[Start of Attachment]

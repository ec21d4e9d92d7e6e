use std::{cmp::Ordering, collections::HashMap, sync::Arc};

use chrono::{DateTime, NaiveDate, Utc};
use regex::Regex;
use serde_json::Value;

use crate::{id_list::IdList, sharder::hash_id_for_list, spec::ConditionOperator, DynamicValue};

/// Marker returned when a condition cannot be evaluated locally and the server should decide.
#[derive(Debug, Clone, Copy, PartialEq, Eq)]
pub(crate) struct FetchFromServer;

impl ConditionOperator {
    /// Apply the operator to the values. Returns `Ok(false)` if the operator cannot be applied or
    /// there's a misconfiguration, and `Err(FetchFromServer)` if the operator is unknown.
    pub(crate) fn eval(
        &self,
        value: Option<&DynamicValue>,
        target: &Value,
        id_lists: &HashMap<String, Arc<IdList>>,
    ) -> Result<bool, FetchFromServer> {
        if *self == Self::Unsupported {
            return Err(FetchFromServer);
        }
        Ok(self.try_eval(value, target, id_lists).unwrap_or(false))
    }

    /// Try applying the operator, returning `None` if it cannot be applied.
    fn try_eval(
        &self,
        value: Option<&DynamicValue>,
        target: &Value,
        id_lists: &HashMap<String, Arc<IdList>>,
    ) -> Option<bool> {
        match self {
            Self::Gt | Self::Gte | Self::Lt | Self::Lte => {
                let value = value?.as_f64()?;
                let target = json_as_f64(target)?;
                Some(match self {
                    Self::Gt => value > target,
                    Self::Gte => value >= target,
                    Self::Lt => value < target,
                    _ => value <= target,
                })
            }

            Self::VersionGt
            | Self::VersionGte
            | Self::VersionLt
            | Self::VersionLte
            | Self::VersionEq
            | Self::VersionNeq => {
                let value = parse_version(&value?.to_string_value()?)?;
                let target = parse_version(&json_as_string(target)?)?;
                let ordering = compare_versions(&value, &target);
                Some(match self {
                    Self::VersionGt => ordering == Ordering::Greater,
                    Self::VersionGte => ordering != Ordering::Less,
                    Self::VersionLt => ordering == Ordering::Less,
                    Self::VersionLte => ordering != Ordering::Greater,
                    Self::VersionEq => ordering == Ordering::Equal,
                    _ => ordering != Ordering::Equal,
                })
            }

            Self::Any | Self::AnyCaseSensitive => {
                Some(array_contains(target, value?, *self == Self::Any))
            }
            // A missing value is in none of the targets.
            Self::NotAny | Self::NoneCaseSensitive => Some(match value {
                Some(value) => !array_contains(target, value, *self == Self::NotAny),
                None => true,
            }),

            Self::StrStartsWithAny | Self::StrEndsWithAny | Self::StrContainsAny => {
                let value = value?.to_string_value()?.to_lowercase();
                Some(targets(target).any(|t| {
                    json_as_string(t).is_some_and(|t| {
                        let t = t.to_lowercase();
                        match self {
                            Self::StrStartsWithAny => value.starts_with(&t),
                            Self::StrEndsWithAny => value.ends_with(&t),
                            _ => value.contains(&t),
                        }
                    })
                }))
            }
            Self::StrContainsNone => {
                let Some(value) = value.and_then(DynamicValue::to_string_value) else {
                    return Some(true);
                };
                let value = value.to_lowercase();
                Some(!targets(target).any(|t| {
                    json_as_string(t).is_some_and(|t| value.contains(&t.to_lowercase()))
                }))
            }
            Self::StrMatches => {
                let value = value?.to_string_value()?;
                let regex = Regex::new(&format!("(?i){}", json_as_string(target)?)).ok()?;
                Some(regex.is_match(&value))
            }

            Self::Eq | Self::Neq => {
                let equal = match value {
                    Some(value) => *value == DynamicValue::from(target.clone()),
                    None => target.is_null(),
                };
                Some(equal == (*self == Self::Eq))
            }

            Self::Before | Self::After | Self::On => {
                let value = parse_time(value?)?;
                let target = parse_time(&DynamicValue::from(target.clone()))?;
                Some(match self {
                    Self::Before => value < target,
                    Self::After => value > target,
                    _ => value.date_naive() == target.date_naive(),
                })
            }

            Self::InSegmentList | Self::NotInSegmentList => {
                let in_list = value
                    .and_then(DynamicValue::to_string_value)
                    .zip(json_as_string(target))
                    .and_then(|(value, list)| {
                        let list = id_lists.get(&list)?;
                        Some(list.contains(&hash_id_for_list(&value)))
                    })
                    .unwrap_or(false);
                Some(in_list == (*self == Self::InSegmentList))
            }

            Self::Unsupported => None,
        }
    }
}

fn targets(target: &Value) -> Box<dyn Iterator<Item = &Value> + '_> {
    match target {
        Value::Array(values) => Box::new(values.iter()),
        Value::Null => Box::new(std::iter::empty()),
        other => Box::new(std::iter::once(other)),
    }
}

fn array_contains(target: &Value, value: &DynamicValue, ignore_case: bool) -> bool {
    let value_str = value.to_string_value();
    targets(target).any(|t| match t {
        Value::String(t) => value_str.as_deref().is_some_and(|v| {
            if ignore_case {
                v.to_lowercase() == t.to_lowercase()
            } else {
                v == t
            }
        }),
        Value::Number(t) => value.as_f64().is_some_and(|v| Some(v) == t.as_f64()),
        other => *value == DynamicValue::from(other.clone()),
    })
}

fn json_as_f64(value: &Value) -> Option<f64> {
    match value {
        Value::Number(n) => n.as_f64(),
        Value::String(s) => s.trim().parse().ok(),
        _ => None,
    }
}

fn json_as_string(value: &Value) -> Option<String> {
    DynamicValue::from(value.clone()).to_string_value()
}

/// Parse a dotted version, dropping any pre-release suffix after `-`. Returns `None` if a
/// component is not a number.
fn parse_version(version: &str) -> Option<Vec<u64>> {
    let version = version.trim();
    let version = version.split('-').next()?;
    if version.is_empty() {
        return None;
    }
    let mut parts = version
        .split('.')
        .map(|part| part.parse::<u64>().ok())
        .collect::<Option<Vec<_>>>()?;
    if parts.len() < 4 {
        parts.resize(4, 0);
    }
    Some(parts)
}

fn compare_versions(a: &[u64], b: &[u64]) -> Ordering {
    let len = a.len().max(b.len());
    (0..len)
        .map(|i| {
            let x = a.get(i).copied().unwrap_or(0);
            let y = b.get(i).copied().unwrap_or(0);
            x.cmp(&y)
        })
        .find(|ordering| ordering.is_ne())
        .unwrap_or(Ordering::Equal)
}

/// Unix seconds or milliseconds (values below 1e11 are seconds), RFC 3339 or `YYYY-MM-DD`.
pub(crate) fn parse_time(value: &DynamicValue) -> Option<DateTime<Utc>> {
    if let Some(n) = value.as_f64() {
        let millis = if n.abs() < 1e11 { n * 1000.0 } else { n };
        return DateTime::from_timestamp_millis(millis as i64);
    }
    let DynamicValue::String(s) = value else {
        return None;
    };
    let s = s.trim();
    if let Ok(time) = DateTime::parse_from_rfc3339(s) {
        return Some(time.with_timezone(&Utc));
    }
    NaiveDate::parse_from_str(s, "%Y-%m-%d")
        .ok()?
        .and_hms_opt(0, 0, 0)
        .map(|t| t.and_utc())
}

[End of Attachment]
[Start of Attachment]

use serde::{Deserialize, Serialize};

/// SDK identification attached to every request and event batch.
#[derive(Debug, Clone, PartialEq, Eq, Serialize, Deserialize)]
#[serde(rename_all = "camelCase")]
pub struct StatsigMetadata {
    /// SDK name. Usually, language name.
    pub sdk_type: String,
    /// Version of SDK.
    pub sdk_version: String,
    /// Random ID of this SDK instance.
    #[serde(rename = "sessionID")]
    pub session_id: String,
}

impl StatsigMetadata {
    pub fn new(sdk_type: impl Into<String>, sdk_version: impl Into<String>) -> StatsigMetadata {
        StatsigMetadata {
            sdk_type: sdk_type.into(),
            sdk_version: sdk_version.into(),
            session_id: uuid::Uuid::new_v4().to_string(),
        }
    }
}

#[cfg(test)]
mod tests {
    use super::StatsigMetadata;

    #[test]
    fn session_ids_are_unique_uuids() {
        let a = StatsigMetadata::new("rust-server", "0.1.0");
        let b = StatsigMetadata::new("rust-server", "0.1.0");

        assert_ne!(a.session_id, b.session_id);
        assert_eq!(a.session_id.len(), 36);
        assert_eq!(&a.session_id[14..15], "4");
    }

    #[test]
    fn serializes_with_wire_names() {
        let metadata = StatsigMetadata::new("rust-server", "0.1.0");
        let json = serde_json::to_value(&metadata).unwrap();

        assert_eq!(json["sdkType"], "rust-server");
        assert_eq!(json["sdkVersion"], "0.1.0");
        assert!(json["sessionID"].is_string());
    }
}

[End of Attachment]

_Aim of the task_. Copy exactly the stretch of data above from the line with "Self::Lt => value" through the line with "Self::StrStartsWithAny | Self::StrEndsWithAny", and omit all other lines.

_Exercise solution_.
                    Self::Lt => value < target,
                    _ => value <= target,
                })
            }

            Self::VersionGt
            | Self::VersionGte
            | Self::VersionLt
            | Self::VersionLte
            | Self::VersionEq
            | Self::VersionNeq => {
                let value = parse_version(&value?.to_string_value()?)?;
                let target = parse_version(&json_as_string(target)?)?;
                let ordering = compare_versions(&value, &target);
                Some(match self {
                    Self::VersionGt => ordering == Ordering::Greater,
                    Self::VersionGte => ordering != Ordering::Less,
                    Self::VersionLt => ordering == Ordering::Less,
                    Self::VersionLte => ordering != Ordering::Greater,
                    Self::VersionEq => ordering == Ordering::Equal,
                    _ => ordering != Ordering::Equal,
                })
            }

            Self::Any | Self::AnyCaseSensitive => {
                Some(array_contains(target, value?, *self == Self::Any))
            }
            // A missing value is in none of the targets.
            Self::NotAny | Self::NoneCaseSensitive => Some(match value {
                Some(value) => !array_contains(target, value, *self == Self::NotAny),
                None => true,
            }),

            Self::StrStartsWithAny | Self::StrEndsWithAny | Self::StrContainsAny => {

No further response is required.